## [Work task]
Every record, from first to last, should be written out again exactly.

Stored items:

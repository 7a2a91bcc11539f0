//! Corpus transfer record and its byte codec.
//!
//! The transfer record is the flat form of a corpus crossing a module
//! boundary. The clustering module only relies on `TransferCodec::decode`;
//! `JsonTransferCodec` is the default framing.

use crate::corpus::types::{Node, Type};
use serde::{Deserialize, Serialize};
use thiserror::Error;

/// Serialized form of a corpus.
#[derive(Debug, Clone, PartialEq, Serialize, Deserialize)]
#[serde(rename_all = "camelCase")]
pub struct CorpusTransfer {
    pub number_of_nodes: usize,
    pub number_of_types: usize,
    /// Node records, any order.
    pub nodes: Vec<Node>,
    /// Type records; order carries no meaning.
    pub types: Vec<Type>,
}

#[derive(Error, Debug, Clone, PartialEq, Eq)]
#[error("{message}")]
pub struct CodecError {
    pub message: String,
}

impl CodecError {
    pub fn new(message: impl Into<String>) -> Self {
        Self {
            message: message.into(),
        }
    }
}

/// Byte framing for transfer records.
#[cfg_attr(test, mockall::automock)]
pub trait TransferCodec: Send {
    fn encode(&self, record: &CorpusTransfer) -> Result<Vec<u8>, CodecError>;

    fn decode(&self, bytes: &[u8]) -> Result<CorpusTransfer, CodecError>;
}

/// JSON framing via `serde_json`.
#[derive(Debug, Clone, Copy, Default)]
pub struct JsonTransferCodec;

impl TransferCodec for JsonTransferCodec {
    fn encode(&self, record: &CorpusTransfer) -> Result<Vec<u8>, CodecError> {
        serde_json::to_vec(record).map_err(|e| CodecError::new(e.to_string()))
    }

    fn decode(&self, bytes: &[u8]) -> Result<CorpusTransfer, CodecError> {
        serde_json::from_slice(bytes).map_err(|e| {
            CodecError::new(format!(
                "malformed transfer record at line {}, column {}: {}",
                e.line(),
                e.column(),
                e
            ))
        })
    }
}
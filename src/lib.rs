//! # textpipe: modular text-analysis pipelines
//!
//! Independently configured modules exchange data over typed pipes. The
//! centerpiece is a clustering module that deserializes a suffix-tree corpus,
//! runs one of three clustering strategies and writes a textual result plus a
//! structured JSON result.
//!
//! ## Architecture
//!
//! - **Pipeline**: pipes, ports, the `Module` trait and the thread-per-module
//!   orchestrator
//! - **Corpus**: suffix-tree types and nodes rebuilt from a transfer record
//! - **Clustering**: k-medoids, hierarchical agglomerative and neighbor joining
//! - **Config**: pipeline descriptions in TOML or JSON
//!
//! ## Example
//!
//! ```ignore
//! use textpipe::config::PipelineConfig;
//! use textpipe::pipeline::PipelineBuilder;
//!
//! let config = PipelineConfig::load("pipeline.toml")?;
//! let report = PipelineBuilder::from_config(config)?.run()?;
//! assert!(report.is_success());
//! ```

pub mod clustering;
pub mod config;
pub mod corpus;
pub mod error;
pub mod pipeline;

// Re-export commonly used types
pub use clustering::{ClusterResult, ClusterStrategy, ClusteringType};
pub use config::{PipelineConfig, RuntimeSettings};
pub use corpus::{Corpus, CorpusTransfer, Node, Type};
pub use error::{Result, ResultExt, TextPipeError};
pub use pipeline::{Pipeline, PipelineBuilder, PipelineReport};
//! Test data builders for corpora and pipeline descriptions

use textpipe::config::{ModuleConfig, PipeConfig, PipelineConfig};
use textpipe::corpus::{CorpusTransfer, Node, Type, FIRST_NODE_NUMBER};
use textpipe::pipeline::{ModuleKind, PipeKind, Properties};

/// Builder for corpus transfer records.
///
/// Every added type gets its own leaf node plus a share of a common
/// node, so types added with the same `group` end up close together.
pub struct CorpusBuilder {
    types: Vec<Type>,
    groups: Vec<u32>,
}

impl CorpusBuilder {
    pub fn new() -> Self {
        Self {
            types: Vec::new(),
            groups: Vec::new(),
        }
    }

    /// Add a type in `group`.
    pub fn add_type(mut self, label: &str, group: u32) -> Self {
        let id = self.types.len() as u32;
        self.types.push(Type::new(id, label));
        self.groups.push(group);
        self
    }

    /// Add `count` types labelled `doc0..`, spread over three groups.
    pub fn with_types(mut self, count: usize) -> Self {
        for i in 0..count {
            self = self.add_type(&format!("doc{}", i), (i % 3) as u32);
        }
        self
    }

    pub fn build(self) -> CorpusTransfer {
        let group_count = self.groups.iter().copied().max().map_or(0, |g| g + 1);
        // Group nodes first, then one leaf node per type.
        let group_node = |g: u32| FIRST_NODE_NUMBER + g;
        let leaf_node = |i: usize| FIRST_NODE_NUMBER + group_count + i as u32;

        let mut nodes: Vec<Node> = (0..group_count).map(|g| Node::new(group_node(g))).collect();
        let mut types = Vec::with_capacity(self.types.len());
        for (i, (t, &g)) in self.types.into_iter().zip(&self.groups).enumerate() {
            nodes[g as usize].type_frequencies.insert(t.id, 3);
            nodes.push(Node::new(leaf_node(i)).with_type(t.id, 1));
            types.push(
                t.with_frequency(group_node(g), 3.0)
                    .with_frequency(leaf_node(i), 1.0),
            );
        }

        CorpusTransfer {
            number_of_nodes: nodes.len(),
            number_of_types: types.len(),
            nodes,
            types,
        }
    }

    pub fn build_bytes(self) -> Vec<u8> {
        serde_json::to_vec(&self.build()).expect("transfer record serializes")
    }
}

/// Builder for pipeline descriptions.
pub struct PipelineConfigBuilder {
    config: PipelineConfig,
}

impl PipelineConfigBuilder {
    pub fn new() -> Self {
        Self {
            config: PipelineConfig::default(),
        }
    }

    pub fn module(mut self, id: &str, kind: ModuleKind, properties: &[(&str, &str)]) -> Self {
        let mut props = Properties::new();
        for (k, v) in properties {
            props.set(*k, *v);
        }
        self.config.modules.push(ModuleConfig {
            id: id.to_string(),
            kind,
            properties: props,
        });
        self
    }

    pub fn pipe(mut self, from: &str, to: &str, kind: PipeKind) -> Self {
        self.config.pipes.push(PipeConfig {
            from: from.to_string(),
            to: to.to_string(),
            kind,
        });
        self
    }

    pub fn build(self) -> PipelineConfig {
        self.config
    }
}

#[cfg(test)]
mod tests {
    use super::*;
    use textpipe::corpus::Corpus;

    #[test]
    fn test_corpus_builder_is_reconstructible() {
        let record = CorpusBuilder::new().with_types(5).build();
        assert_eq!(record.number_of_types, 5);
        assert_eq!(record.number_of_nodes, 3 + 5);

        let corpus = Corpus::from_transfer(record).unwrap();
        assert!(corpus.is_complete());
        assert_eq!(corpus.types().len(), 5);
    }
}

## [Answer below]
repository 7a2a91bcc11539f0
//! Corpus transfer record and its byte codec.
//!
//! The transfer record is the flat form of a corpus crossing a module
//! boundary. The clustering module only relies on `TransferCodec::decode`;
//! `JsonTransferCodec` is the default framing.

use crate::corpus::types::{Node, Type};
use serde::{Deserialize, Serialize};
use thiserror::Error;

/// Serialized form of a corpus.
#[derive(Debug, Clone, PartialEq, Serialize, Deserialize)]
#[serde(rename_all = "camelCase")]
pub struct CorpusTransfer {
    pub number_of_nodes: usize,
    pub number_of_types: usize,
    /// Node records, any order.
    pub nodes: Vec<Node>,
    /// Type records; order carries no meaning.
    pub types: Vec<Type>,
}

#[derive(Error, Debug, Clone, PartialEq, Eq)]
#[error("{message}")]
pub struct CodecError {
    pub message: String,
}

impl CodecError {
    pub fn new(message: impl Into<String>) -> Self {
        Self {
            message: message.into(),
        }
    }
}

/// Byte framing for transfer records.
#[cfg_attr(test, mockall::automock)]
pub trait TransferCodec: Send {
    fn encode(&self, record: &CorpusTransfer) -> Result<Vec<u8>, CodecError>;

    fn decode(&self, bytes: &[u8]) -> Result<CorpusTransfer, CodecError>;
}

/// JSON framing via `serde_json`.
#[derive(Debug, Clone, Copy, Default)]
pub struct JsonTransferCodec;

impl TransferCodec for JsonTransferCodec {
    fn encode(&self, record: &CorpusTransfer) -> Result<Vec<u8>, CodecError> {
        serde_json::to_vec(record).map_err(|e| CodecError::new(e.to_string()))
    }

    fn decode(&self, bytes: &[u8]) -> Result<CorpusTransfer, CodecError> {
        serde_json::from_slice(bytes).map_err(|e| {
            CodecError::new(format!(
                "malformed transfer record at line {}, column {}: {}",
                e.line(),
                e.column(),
                e
            ))
        })
    }
}
filename src/lib.rs
//! # textpipe: modular text-analysis pipelines
//!
//! Independently configured modules exchange data over typed pipes. The
//! centerpiece is a clustering module that deserializes a suffix-tree corpus,
//! runs one of three clustering strategies and writes a textual result plus a
//! structured JSON result.
//!
//! ## Architecture
//!
//! - **Pipeline**: pipes, ports, the `Module` trait and the thread-per-module
//!   orchestrator
//! - **Corpus**: suffix-tree types and nodes rebuilt from a transfer record
//! - **Clustering**: k-medoids, hierarchical agglomerative and neighbor joining
//! - **Config**: pipeline descriptions in TOML or JSON
//!
//! ## Example
//!
//! ```ignore
//! use textpipe::config::PipelineConfig;
//! use textpipe::pipeline::PipelineBuilder;
//!
//! let config = PipelineConfig::load("pipeline.toml")?;
//! let report = PipelineBuilder::from_config(config)?.run()?;
//! assert!(report.is_success());
//! ```

pub mod clustering;
pub mod config;
pub mod corpus;
pub mod error;
pub mod pipeline;

// Re-export commonly used types
pub use clustering::{ClusterResult, ClusterStrategy, ClusteringType};
pub use config::{PipelineConfig, RuntimeSettings};
pub use corpus::{Corpus, CorpusTransfer, Node, Type};
pub use error::{Result, ResultExt, TextPipeError};
pub use pipeline::{Pipeline, PipelineBuilder, PipelineReport};
//! Test data builders for corpora and pipeline descriptions

use textpipe::config::{ModuleConfig, PipeConfig, PipelineConfig};
use textpipe::corpus::{CorpusTransfer, Node, Type, FIRST_NODE_NUMBER};
use textpipe::pipeline::{ModuleKind, PipeKind, Properties};

/// Builder for corpus transfer records.
///
/// Every added type gets its own leaf node plus a share of a common
/// node, so types added with the same `group` end up close together.
pub struct CorpusBuilder {
    types: Vec<Type>,
    groups: Vec<u32>,
}

impl CorpusBuilder {
    pub fn new() -> Self {
        Self {
            types: Vec::new(),
            groups: Vec::new(),
        }
    }

    /// Add a type in `group`.
    pub fn add_type(mut self, label: &str, group: u32) -> Self {
        let id = self.types.len() as u32;
        self.types.push(Type::new(id, label));
        self.groups.push(group);
        self
    }

    /// Add `count` types labelled `doc0..`, spread over three groups.
    pub fn with_types(mut self, count: usize) -> Self {
        for i in 0..count {
            self = self.add_type(&format!("doc{}", i), (i % 3) as u32);
        }
        self
    }

    pub fn build(self) -> CorpusTransfer {
        let group_count = self.groups.iter().copied().max().map_or(0, |g| g + 1);
        // Group nodes first, then one leaf node per type.
        let group_node = |g: u32| FIRST_NODE_NUMBER + g;
        let leaf_node = |i: usize| FIRST_NODE_NUMBER + group_count + i as u32;

        let mut nodes: Vec<Node> = (0..group_count).map(|g| Node::new(group_node(g))).collect();
        let mut types = Vec::with_capacity(self.types.len());
        for (i, (t, &g)) in self.types.into_iter().zip(&self.groups).enumerate() {
            nodes[g as usize].type_frequencies.insert(t.id, 3);
            nodes.push(Node::new(leaf_node(i)).with_type(t.id, 1));
            types.push(
                t.with_frequency(group_node(g), 3.0)
                    .with_frequency(leaf_node(i), 1.0),
            );
        }

        CorpusTransfer {
            number_of_nodes: nodes.len(),
            number_of_types: types.len(),
            nodes,
            types,
        }
    }

    pub fn build_bytes(self) -> Vec<u8> {
        serde_json::to_vec(&self.build()).expect("transfer record serializes")
    }
}

/// Builder for pipeline descriptions.
pub struct PipelineConfigBuilder {
    config: PipelineConfig,
}

impl PipelineConfigBuilder {
    pub fn new() -> Self {
        Self {
            config: PipelineConfig::default(),
        }
    }

    pub fn module(mut self, id: &str, kind: ModuleKind, properties: &[(&str, &str)]) -> Self {
        let mut props = Properties::new();
        for (k, v) in properties {
            props.set(*k, *v);
        }
        self.config.modules.push(ModuleConfig {
            id: id.to_string(),
            kind,
            properties: props,
        });
        self
    }

    pub fn pipe(mut self, from: &str, to: &str, kind: PipeKind) -> Self {
        self.config.pipes.push(PipeConfig {
            from: from.to_string(),
            to: to.to_string(),
            kind,
        });
        self
    }

    pub fn build(self) -> PipelineConfig {
        self.config
    }
}

#[cfg(test)]
mod tests {
    use super::*;
    use textpipe::corpus::Corpus;

    #[test]
    fn test_corpus_builder_is_reconstructible() {
        let record = CorpusBuilder::new().with_types(5).build();
        assert_eq!(record.number_of_types, 5);
        assert_eq!(record.number_of_nodes, 3 + 5);

        let corpus = Corpus::from_transfer(record).unwrap();
        assert!(corpus.is_complete());
        assert_eq!(corpus.types().len(), 5);
    }
}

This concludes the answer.